そこそこ上手な部類に入るらしいけれど、大量にポーションを作るほどの魔力が足り無くて、毎日くる常連さんの分だけをこなしているのがやっとだったらしい。
今回の二百本は、今までのマーク君であれば到底成し得ない数だった。
「数をこなせるようになっても、問題はきちんと効果を付与できたかどうかですからね」
「ローラン先生。今回は自信があるっすよ。今までで一番付与できたと思います。確認お願いします」
マーク君の顔を見ればやり切った感一杯の清々しい笑顔。
お前言う通りちゃんと込めたんだろうな……。
優しくマーク君へ語りかけるも、目は笑っていないローランさんの言葉の裏にそんな単語が見え隠れしているように思うのは気のせいだろうか。
ローランさんは机の上に並べられたポーションへ向き直ると、列ごとに手を翳して鑑定を始めた。
自分が採点されてるようで緊張してくる。
「ふむ。ここは良し、これはまあまあかな」
聞く限り好感触のようだ。ローランさんはぶつぶつ呟きながら作業を続ける。
チラッと横を見れば普段は呑気なマーク君が、鑑定中の師匠の一挙手一投足を唇を噛み締めながら見守っている。
かなり緊張していると見た。
「マーク」
一通り確認を終えたローランさんは掛けていた眼鏡を外した。
「はいっす」
「思っていた以上にいいポーションの仕上がりでした」
「……あっありがとうございました」
よっぽど嬉しいのかマーク君の言葉遣いが丁寧になっている。
「菜摘さんが来てくれたおかげで、マークのやる気スイッチがどうやら入ったようですね」
ローランさんは眼鏡を拭きながらそんな事を言い出した。
「見えないところで努力した結果が出たようですね」
ローランさんが弟子の成長ぶりにフフッと笑みを浮かべる。
いやいや私のせいでやる気になったとかないと思うけど……
「私でお役に立てたなら良かったです。それにしても、若者が頑張る姿を目にするはいいもんですねローランさん」
うんうんおばちゃんは素直に嬉しいよ!! と一人頷く。
「菜摘さん。

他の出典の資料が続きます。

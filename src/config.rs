/// 程序配置文件
#[derive(Clone, Debug)]
pub struct Config {
    /// 输入目录的根路径（每个任务一个子目录）
    pub inputs_root: String,
    /// 输出目录的根路径（每个任务一个子目录）
    pub outputs_root: String,
    /// 模板文件存放目录
    pub templates_root: String,
    /// 错误日志文件存放目录
    pub error_log_root: String,
    /// 虚拟显示服务（Xvfb）可执行文件
    pub xvfb_path: String,
    /// 虚拟显示编号（导出为 DISPLAY=:N）
    pub display_number: u16,
    /// 识别程序入口脚本
    pub omr_script: String,
    /// 是否显示详细日志
    pub verbose_logging: bool,
}

impl Default for Config {
    fn default() -> Self {
        Self {
            inputs_root: "inputs".to_string(),
            outputs_root: "outputs".to_string(),
            templates_root: "templates".to_string(),
            error_log_root: ".".to_string(),
            xvfb_path: "Xvfb".to_string(),
            display_number: 99,
            omr_script: "main.py".to_string(),
            verbose_logging: false,
        }
    }
}

impl Config {
    pub fn from_env() -> Self {
        let default = Self::default();
        Self {
            inputs_root: std::env::var("OMR_INPUTS_ROOT").unwrap_or(default.inputs_root),
            outputs_root: std::env::var("OMR_OUTPUTS_ROOT").unwrap_or(default.outputs_root),
            templates_root: std::env::var("OMR_TEMPLATES_ROOT").unwrap_or(default.templates_root),
            error_log_root: std::env::var("OMR_ERROR_LOG_ROOT").unwrap_or(default.error_log_root),
            xvfb_path: std::env::var("OMR_XVFB_PATH").unwrap_or(default.xvfb_path),
            display_number: std::env::var("OMR_DISPLAY_NUMBER").ok().and_then(|v| v.parse().ok()).unwrap_or(default.display_number),
            omr_script: std::env::var("OMR_SCRIPT").unwrap_or(default.omr_script),
            verbose_logging: std::env::var("VERBOSE_LOGGING").ok().and_then(|v| v.parse().ok()).unwrap_or(default.verbose_logging),
        }
    }
}
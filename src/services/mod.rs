pub mod diagnostics;
pub mod error_archive;
pub mod result_extractor;
pub mod stager;

pub use error_archive::ErrorArchiver;
pub use result_extractor::{RESULTS_END_MARKER, RESULTS_START_MARKER};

私は貴方の歳を知っているのであれですが、その容姿で言われても今いち説得力ないですよね」
半笑いのローランさんから軽くジャブ、ツッコミが飛んできた。
そう私はアラフォーですけど……この世界ではなぜか二十台の女性にしか見えない仕様となってます。
思いっきり年齢詐称を働いてますが開き直っておりますです……はい。
若作りした私、いやここは見た目二十台の女性が、同じ年頃の男子をそんな風に誉めてもねーという事を言いたいのでしょう。
「そう言えば、ローランさんは私の歳を知っても別に驚いてませんでしたよね」
思い返してもローランさんは知る前もその後も、一貫して態度は変わらない。よりフランクに会話をするようになったとは思うけれど……

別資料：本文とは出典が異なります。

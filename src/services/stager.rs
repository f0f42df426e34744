//! 目录暂存服务 - 业务能力层
//!
//! 只负责"准备任务目录"能力，不关心流程
//!
//! 职责：
//! - 重建任务输入 / 输出目录（全量重置，不做合并）
//! - 暂存答题卡文件（缺失仅告警）
//! - 暂存模板文件（缺失为硬性失败）

use crate::config::Config;
use crate::error::AppError;
use crate::models::Job;
use anyhow::{Context, Result};
use std::path::Path;
use tokio::fs;
use tracing::{info, warn};

/// 重建任务的输入与输出目录
///
/// 同一校验和先前运行的残留内容全部丢弃。
pub async fn reset_job_dirs(job: &Job) -> Result<()> {
    for dir in [&job.input_dir, &job.output_dir] {
        remove_dir_if_exists(dir).await?;
        fs::create_dir_all(dir)
            .await
            .with_context(|| format!("无法创建任务目录: {}", dir.display()))?;
    }
    info!("📁 任务目录已重建: {}", job.checksum);
    Ok(())
}

/// 暂存答题卡文件到输入目录（保留原文件名）
///
/// 未提供文件或文件不存在均不视为失败。
pub async fn stage_store_file(job: &Job) -> Result<()> {
    let Some(store_file) = &job.store_file else {
        return Ok(());
    };

    if !store_file.exists() {
        warn!("⚠️ 待暂存文件不存在，跳过: {}", store_file.display());
        return Ok(());
    }

    let file_name = store_file
        .file_name()
        .map(|n| n.to_string_lossy().into_owned())
        .unwrap_or_else(|| "store_file".to_string());
    let dest = job.input_dir.join(&file_name);

    fs::copy(store_file, &dest).await.with_context(|| {
        format!(
            "无法暂存答题卡文件: {} -> {}",
            store_file.display(),
            dest.display()
        )
    })?;

    info!("✓ 答题卡文件已暂存: {}", dest.display());
    Ok(())
}

/// 暂存格式对应的模板文件到输入目录（统一命名为 template.json）
///
/// 模板文件不存在是调用外部识别程序前唯一的硬性校验，
/// 直接以错误终止任务。
pub async fn stage_template(job: &Job, config: &Config) -> Result<()> {
    let template_src = Path::new(&config.templates_root).join(job.format.template_file_name());

    if !template_src.exists() {
        return Err(AppError::template_not_found(
            job.format.name(),
            template_src.to_string_lossy(),
        )
        .into());
    }

    let dest = job.template_dest();
    fs::copy(&template_src, &dest).await.with_context(|| {
        format!(
            "无法复制模板文件: {} -> {}",
            template_src.display(),
            dest.display()
        )
    })?;

    info!("✓ 模板已暂存: {} ({})", dest.display(), job.format);
    Ok(())
}

/// 删除目录（不存在视为成功）
async fn remove_dir_if_exists(dir: &Path) -> Result<()> {
    match fs::remove_dir_all(dir).await {
        Ok(()) => Ok(()),
        Err(e) if e.kind() == std::io::ErrorKind::NotFound => Ok(()),
        Err(e) => Err(e).with_context(|| format!("无法删除目录: {}", dir.display())),
    }
}

/// 成功后删除任务的两个目录
pub async fn delete_job_dirs(job: &Job) -> Result<()> {
    for dir in [&job.input_dir, &job.output_dir] {
        remove_dir_if_exists(dir).await?;
    }
    info!("🧹 任务目录已清理: {}", job.checksum);
    Ok(())
}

「それはもう、女性に歳の事を持ち出すのはタブーと心得てますからね……」
何かあったのだろうか、少し遠い目をしているローランさんにそれ以上を聞くのは憚られ遠慮しておく。
「僕はそれを聞いてギャップ萌えっすよ!」
「えっ! 逆の意味でなんだか怖いんだけどマーク君。若いふりしやがってなんて思ってない?」
「嫌っすね! 何を悲観してるっすか。ギャップがあっていいじゃないっすか。ギャップ萌えっすよ!」
「マークもたまには良いこと言いますね」
なんだか良くわからないマーク君の声援?を受けつつ、その日のノルマを達成しようと張り切っているとお店の方から男性の声が聞こえてきた。
お店の開店時間までは後小一時間ほど時間がある。
あまりの盛況振りに品数が追いつかなくて、ポーション作りの時間を取るため薬師堂の開店時間を前より遅くしている。そのせいか変更されたのを知らなくてやってくるお客さんもいたりする。
「また知らずに来た人がいるようですね……」
「あっ私、ちょっと見てきます」
席を立とうとしたローランさんを制し、ここは下っ端の私が行くべきだろうと店へ向かう。

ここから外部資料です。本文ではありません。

//! 编排层 - 阅卷任务的完整流程
//!
//! 流程：重建目录 → 暂存文件 → 启动虚拟显示 → 运行识别程序 →
//! 释放虚拟显示 → 按退出码分支（提取结果并清理 / 诊断并归档）

use crate::args::CliArgs;
use crate::config::Config;
use crate::infrastructure::{omr_runner, VirtualDisplay};
use crate::models::Job;
use crate::services::{diagnostics, result_extractor, stager, ErrorArchiver};
use anyhow::Result;
use tracing::{error, info};

/// 应用主结构
pub struct App {
    config: Config,
    python_path: std::path::PathBuf,
    job: Job,
}

impl App {
    /// 初始化应用
    pub fn initialize(config: Config, args: CliArgs) -> Self {
        let job = Job::new(
            &config,
            args.checksum,
            args.format,
            args.store_file,
            args.passthrough,
        );

        log_startup(&config, &job);

        Self {
            config,
            python_path: args.python_path,
            job,
        }
    }

    /// 运行阅卷任务主流程
    ///
    /// # 返回
    /// 返回识别程序的退出码（原样向调用方传播）
    pub async fn run(&self) -> Result<i32> {
        // 目录生命周期：全量重置后暂存输入
        stager::reset_job_dirs(&self.job).await?;
        stager::stage_store_file(&self.job).await?;
        stager::stage_template(&self.job, &self.config).await?;

        diagnostics::print_job_snapshot(&self.job, "运行前", self.config.verbose_logging).await;

        // 虚拟显示为作用域资源：无论识别成败都必须释放
        let display = VirtualDisplay::start(&self.config).await?;
        let outcome = omr_runner::run_omr(
            &self.python_path,
            &self.config.omr_script,
            &self.job,
            display.display(),
        )
        .await;
        display.shutdown().await;
        let outcome = outcome?;

        if outcome.is_success() {
            self.finish_success().await?;
        } else {
            self.finish_failure(&outcome.command_line, outcome.exit_code)
                .await?;
        }

        Ok(outcome.exit_code)
    }

    /// 成功分支：提取结果并删除任务目录
    async fn finish_success(&self) -> Result<()> {
        info!("✅ 识别成功: {}", self.job.checksum);
        result_extractor::extract_and_print_results(&self.job).await?;
        stager::delete_job_dirs(&self.job).await?;
        Ok(())
    }

    /// 失败分支：保留任务目录并写错误归档
    async fn finish_failure(&self, command_line: &str, exit_code: i32) -> Result<()> {
        error!(
            "❌ 识别失败: {} (退出码: {})",
            self.job.checksum, exit_code
        );

        diagnostics::print_job_snapshot(&self.job, "运行后", self.config.verbose_logging).await;

        let archiver = ErrorArchiver::new(self.job.error_log_path(&self.config));
        archiver.write(&self.job, command_line, exit_code).await?;

        info!("📄 错误归档已写入: {}", archiver.path().display());
        info!("💡 任务目录已保留以供排查");
        Ok(())
    }
}

// ========== 日志辅助函数 ==========

fn log_startup(config: &Config, job: &Job) {
    info!("{}", "=".repeat(60));
    info!("🚀 程序启动 - 答题卡阅卷任务");
    info!("📋 校验和: {}", job.checksum);
    info!("📄 考试格式: {}", job.format);
    info!("📁 输入目录: {}", job.input_dir.display());
    info!("📁 输出目录: {}", job.output_dir.display());
    info!("🖥️ 虚拟显示: {} :{}", config.xvfb_path, config.display_number);
    info!("{}", "=".repeat(60));
}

お店に行って見ると、入口にクリストファーが立っていた。
ここにも麗しのイケメンがいます。眩し過ぎです。少し片目を抑つつ私はクリスに声をかけた。
「ああ菜摘殿。居てくれて良かった!」
そう言いながら近寄ってきたクリスはニコッと笑うと私の手を取リ手の甲に口付けた。
「うへぇ」
私は思わず可愛くない変な声を出してしまう。
クリスは動揺している私が面白いのかクスクス笑っている。
仕草があまりに素早く自然だったからされるがままになってしまったけど、やっぱりこれは恥ずかしい。
乙女の時期をとっくに通り過ぎた私でもまだ多少の恥じらいは持ち合わせている。
照れるし唇が触れた手が綺麗だったかどうかもの凄く気になってきた。
やめてほしいと言うか、でも貴族の礼儀作法の一つでやらないと相手に失礼にあたるのかな………それに勿体ない気がしなくもない……みたいな? とりあえず今はスルーしておこう。
「クリスお久しぶりです。今日はどうしました?」
コホッと咳払いして気持ちを切り替えると私はあらためてクリスに向き直った。